** Assigned task **
Find the line containing "Default end-of-payload character" in the records below. Copy exactly that line and each one after it, ending at the line containing "pub const HEARTBEAT_INTERVAL_MS: u64 = 500;", and nothing more.
☆ ☆ ☆ ☆ ☆ ☆ ☆
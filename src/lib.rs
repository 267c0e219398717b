//! Serial DataLink - stop-and-wait value synchronization over serial lines
//!
//! Keeps a small table of signed 16-bit values in sync between two
//! endpoints joined by an unframed, unreliable byte stream. Each side
//! publishes sparse updates; changed and heartbeat-due slots are packed into
//! CRC16-protected packets, acknowledged by the peer, and retransmitted on
//! timeout or NACK.
//!
//! # Design Principles
//! - One packet in flight per direction, one byte written per service tick
//! - No blocking: the host loop drives `service` and `poll_input`
//! - Faults are recovered locally and reported through latched flags
//! - Transport and clock are traits so the core runs on anything
//!
//! # Example
//! ```
//! use serial_datalink::{LinkConfig, SerialDataLink};
//! use serial_datalink::transport::{ManualClock, QueueTransport};
//!
//! let config = LinkConfig::new(0x01);
//! let mut link = SerialDataLink::new(QueueTransport::new(), ManualClock::new(0), config)?;
//! link.publish(3, 42)?;
//! link.service();
//! assert_eq!(
//!     link.outgoing_packet(),
//!     Some(&[b'<', 0x01, 0x03, 0x00, 0x2A, b'>', 0xE0, 0x1B][..])
//! );
//! # Ok::<(), serial_datalink::LinkError>(())
//! ```

pub mod errors;
pub mod crc16;
pub mod table;
pub mod packet;
pub mod config;
pub mod transport;
pub mod ack_manager;
pub mod transmitter;
pub mod receiver;
pub mod link;
pub mod driver;

pub use config::LinkConfig;
pub use errors::{LinkError, Result};
pub use link::{Fault, LinkEvent, SerialDataLink};
pub use packet::{Framing, Packet};

/// Default start-of-packet character
pub const DEFAULT_HEADER: u8 = b'<';

/// Default end-of-payload character
pub const DEFAULT_TERMINATOR: u8 = b'>';

/// Default acknowledgment character (ASCII ACK)
pub const DEFAULT_ACK: u8 = 0x06;

/// Default negative acknowledgment character (ASCII NAK)
pub const DEFAULT_NACK: u8 = 0x15;

/// Default endpoint address
pub const DEFAULT_ADDRESS: u8 = 0x01;

/// Two-byte command asking the peer to republish every slot
pub const RESEND_ALL_COMMAND: u16 = 0xFEED;

/// Maximum time a slot goes unsent, in milliseconds
pub const HEARTBEAT_INTERVAL_MS: u64 = 500;

/// ACK timeout in milliseconds, measured from a packet's first byte
pub const ACK_TIMEOUT_MS: u64 = 100;

/// Partial packet lifetime in milliseconds
pub const PACKET_TIMEOUT_MS: u64 = 150;

/// Maximum resends of one packet before it is dropped
pub const MAX_RETRANSMIT_ATTEMPTS: u32 = 3;

/// Slots per data table
pub const DEFAULT_TABLE_CAPACITY: usize = 20;

/// Transmit and receive buffer size in bytes
pub const DEFAULT_BUFFER_CAPACITY: usize = 128;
☆ ☆ ☆ ☆ ☆ ☆ ☆
** Result of this task **
/// Default end-of-payload character
pub const DEFAULT_TERMINATOR: u8 = b'>';

/// Default acknowledgment character (ASCII ACK)
pub const DEFAULT_ACK: u8 = 0x06;

/// Default negative acknowledgment character (ASCII NAK)
pub const DEFAULT_NACK: u8 = 0x15;

/// Default endpoint address
pub const DEFAULT_ADDRESS: u8 = 0x01;

/// Two-byte command asking the peer to republish every slot
pub const RESEND_ALL_COMMAND: u16 = 0xFEED;

/// Maximum time a slot goes unsent, in milliseconds
pub const HEARTBEAT_INTERVAL_MS: u64 = 500;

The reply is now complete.